University of Cambridge (2008) Proc Physiol Soc 11, C114

Oral Communications

PKA mediates intracellular calcium increase induced by LH in mice Leydig cells by modulating Cav3.2 channels

R. R. Costa1, J. F. Aguiar1, W. A. Varanda1

1. Physiology, University of São Paulo, Ribeirão Preto, São Paulo, Brazil.
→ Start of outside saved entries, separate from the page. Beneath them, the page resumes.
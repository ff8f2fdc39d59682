//! Resource machine transactions and their term form
//!
//! Term layout:
//! ```text
//! [ {root ...} [ [{commitment ...} {nullifier ...}] ... ] ]
//! ```
//! Roots are 32-byte atoms; commitments and nullifiers are label atoms.

use crate::error::ParseError;
use crate::resource::{Commitment, Nullifier, Resource};
use ordo_common::{Anchor, Term};
use std::collections::BTreeSet;

/// Commitments created and nullifiers consumed by one atomic step
#[derive(Debug, Clone, Default, PartialEq, Eq)]
pub struct Action {
    pub commitments: BTreeSet<Commitment>,
    pub nullifiers: BTreeSet<Nullifier>,
}

impl Action {
    pub fn new() -> Self {
        Self::default()
    }

    pub fn create(mut self, resource: &Resource) -> Result<Self, ParseError> {
        self.commitments.insert(resource.commitment()?);
        Ok(self)
    }

    pub fn consume(mut self, resource: &Resource) -> Result<Self, ParseError> {
        self.nullifiers.insert(resource.nullifier()?);
        Ok(self)
    }

    fn to_term(&self) -> Term {
        Term::pair(
            Term::Set(self.commitments.iter().map(Commitment::to_term).collect()),
            Term::Set(self.nullifiers.iter().map(Nullifier::to_term).collect()),
        )
    }

    fn from_term(term: &Term) -> Result<Self, ParseError> {
        let [commitments, nullifiers] = fields::<2>(term, "action")?;
        Ok(Self {
            commitments: labels(commitments, "commitments", Commitment::from_bytes)?,
            nullifiers: labels(nullifiers, "nullifiers", Nullifier::from_bytes)?,
        })
    }
}

/// A set of actions plus the roots it claims validity against
#[derive(Debug, Clone, Default, PartialEq, Eq)]
pub struct Transaction {
    pub roots: BTreeSet<Anchor>,
    pub actions: Vec<Action>,
}

impl Transaction {
    pub fn new() -> Self {
        Self::default()
    }

    pub fn with_root(mut self, root: Anchor) -> Self {
        self.roots.insert(root);
        self
    }

    pub fn with_action(mut self, action: Action) -> Self {
        self.actions.push(action);
        self
    }

    /// Union of all actions' commitments
    pub fn commitments(&self) -> BTreeSet<Commitment> {
        self.actions
            .iter()
            .flat_map(|action| action.commitments.iter().cloned())
            .collect()
    }

    /// Union of all actions' nullifiers
    pub fn nullifiers(&self) -> BTreeSet<Nullifier> {
        self.actions
            .iter()
            .flat_map(|action| action.nullifiers.iter().cloned())
            .collect()
    }

    pub fn to_term(&self) -> Term {
        Term::pair(
            Term::atom_set(self.roots.iter().map(|root| root.as_bytes().to_vec())),
            Term::List(self.actions.iter().map(Action::to_term).collect()),
        )
    }

    pub fn from_term(term: &Term) -> Result<Self, ParseError> {
        let [roots, actions] = fields::<2>(term, "transaction")?;

        let roots = labels(roots, "roots", |bytes| {
            Anchor::from_slice(&bytes).ok_or_else(|| {
                ParseError::Shape(format!("root must be {} bytes, got {}", Anchor::LEN, bytes.len()))
            })
        })?;

        let actions = actions
            .elements()
            .ok_or_else(|| ParseError::Shape("actions must be a list".to_string()))?
            .into_iter()
            .map(Action::from_term)
            .collect::<Result<Vec<_>, _>>()?;

        Ok(Self { roots, actions })
    }
}

/// Exactly `N` elements of a list or set
fn fields<'a, const N: usize>(term: &'a Term, what: &str) -> Result<[&'a Term; N], ParseError> {
    let elements = term
        .elements()
        .ok_or_else(|| ParseError::Shape(format!("{} must be a list", what)))?;
    let count = elements.len();
    elements
        .try_into()
        .map_err(|_| ParseError::Shape(format!("{} must have {} fields, got {}", what, N, count)))
}

/// A list or set of atoms, each converted by `parse`
fn labels<T, F>(term: &Term, what: &str, mut parse: F) -> Result<BTreeSet<T>, ParseError>
where
    T: Ord,
    F: FnMut(Vec<u8>) -> Result<T, ParseError>,
{
    term.elements()
        .ok_or_else(|| ParseError::Shape(format!("{} must be a set", what)))?
        .into_iter()
        .map(|element| match element.as_atom() {
            Some(bytes) => parse(bytes.to_vec()),
            None => Err(ParseError::Shape(format!("{} must contain atoms", what))),
        })
        .collect()
}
Binding of Luteinizing hormone (LH) to its receptor, in mice Leydig cells, leads to the activation of both adenyl cyclase and phospholipase C pathways. Action of the LH is also associated to an increase in the intracellular Ca2+ concentration ([Ca2+]I) mediated by calcium entry through a T-type Ca2+ channel present in the plasma membrane (Costa and Varanda, 2007). In order to study the possible pathway by which LH activates the previously reported Ca2+ channel, we investigated the effects of modulators of the PKC and PKA pathways on the Ca2+ currents stimulated by LH. Using confocal microscopy we also tested the effects of these agents on the overall LH induced [Ca2+]I increase. The amplitude of maximal current at -20 mV increases with the addition of 1 µg/ml LH (from -2.4 ± 0.3 in control to -3.1 ± 0.4 pA/pF with LH; n=8, p< 0.00672, t-test) and 1 µM phorbol 12-myristate 13-acetate (PMA) (from -3.6 ± 0.4 with PMA; n=5, p < 0.00009, t-test). Despite of this, no change in the voltage dependence of the activation, inactivation or deactivation was observed. The half voltage (V0.5) for activation at control conditions and 37 oC were -39.4 ± 0.2 mV and -40.1 ± 0.1 in the presence of LH. The V0.5 of steady state inactivation was -51.6 ± 0.9 mV and -52.2 ± 0.9 mV, respectively for control and LH. The V0.5 of activation with PMA was -37.7 ± 0.6 mV and for PMA+LH it was -39.9 ± 0.1 mV. For steady state inactivation the V0.5 values were -49.8 ± 1.4 mV and -51.6 mV respectively. The deactivation time constant, τdeact, at control conditions was 11.6 ± 1.9 ms. For LH, PMA and PMA+LH, the values of τdeactwere =15.3 ± 0.6 ms, τdeact = 24 ± 6. 5 ms and τdeact = 16.17 ± 3.7 ms, respectively. Experiments carried out with the calcium sensitive dye fluo-3, show that inhibition of PKC and PKA with 400 nM stausporine blocks the increase of [Ca2+]I induced by LH. Treatment of the cells with 10 µM H89, an inhibitor of cAMP-dependent protein kinase, also abolishes the elevation of [Ca2+]I caused by LH (n=5). PMA slowly increases the fluorescence when the cells are incubated at 37 oC. Nevertheless, the subsequent addition of 1 µg/ml LH induces the typical increase in [Ca2+]I showing that PKC does not inhibit the LH induced [Ca2+]I rise. Taken together, these results suggest that PKA plays a leading role in mediating the LH action on the [Ca2+]I, despite the fact that PKC is able to increase the amplitude of CaV3.2.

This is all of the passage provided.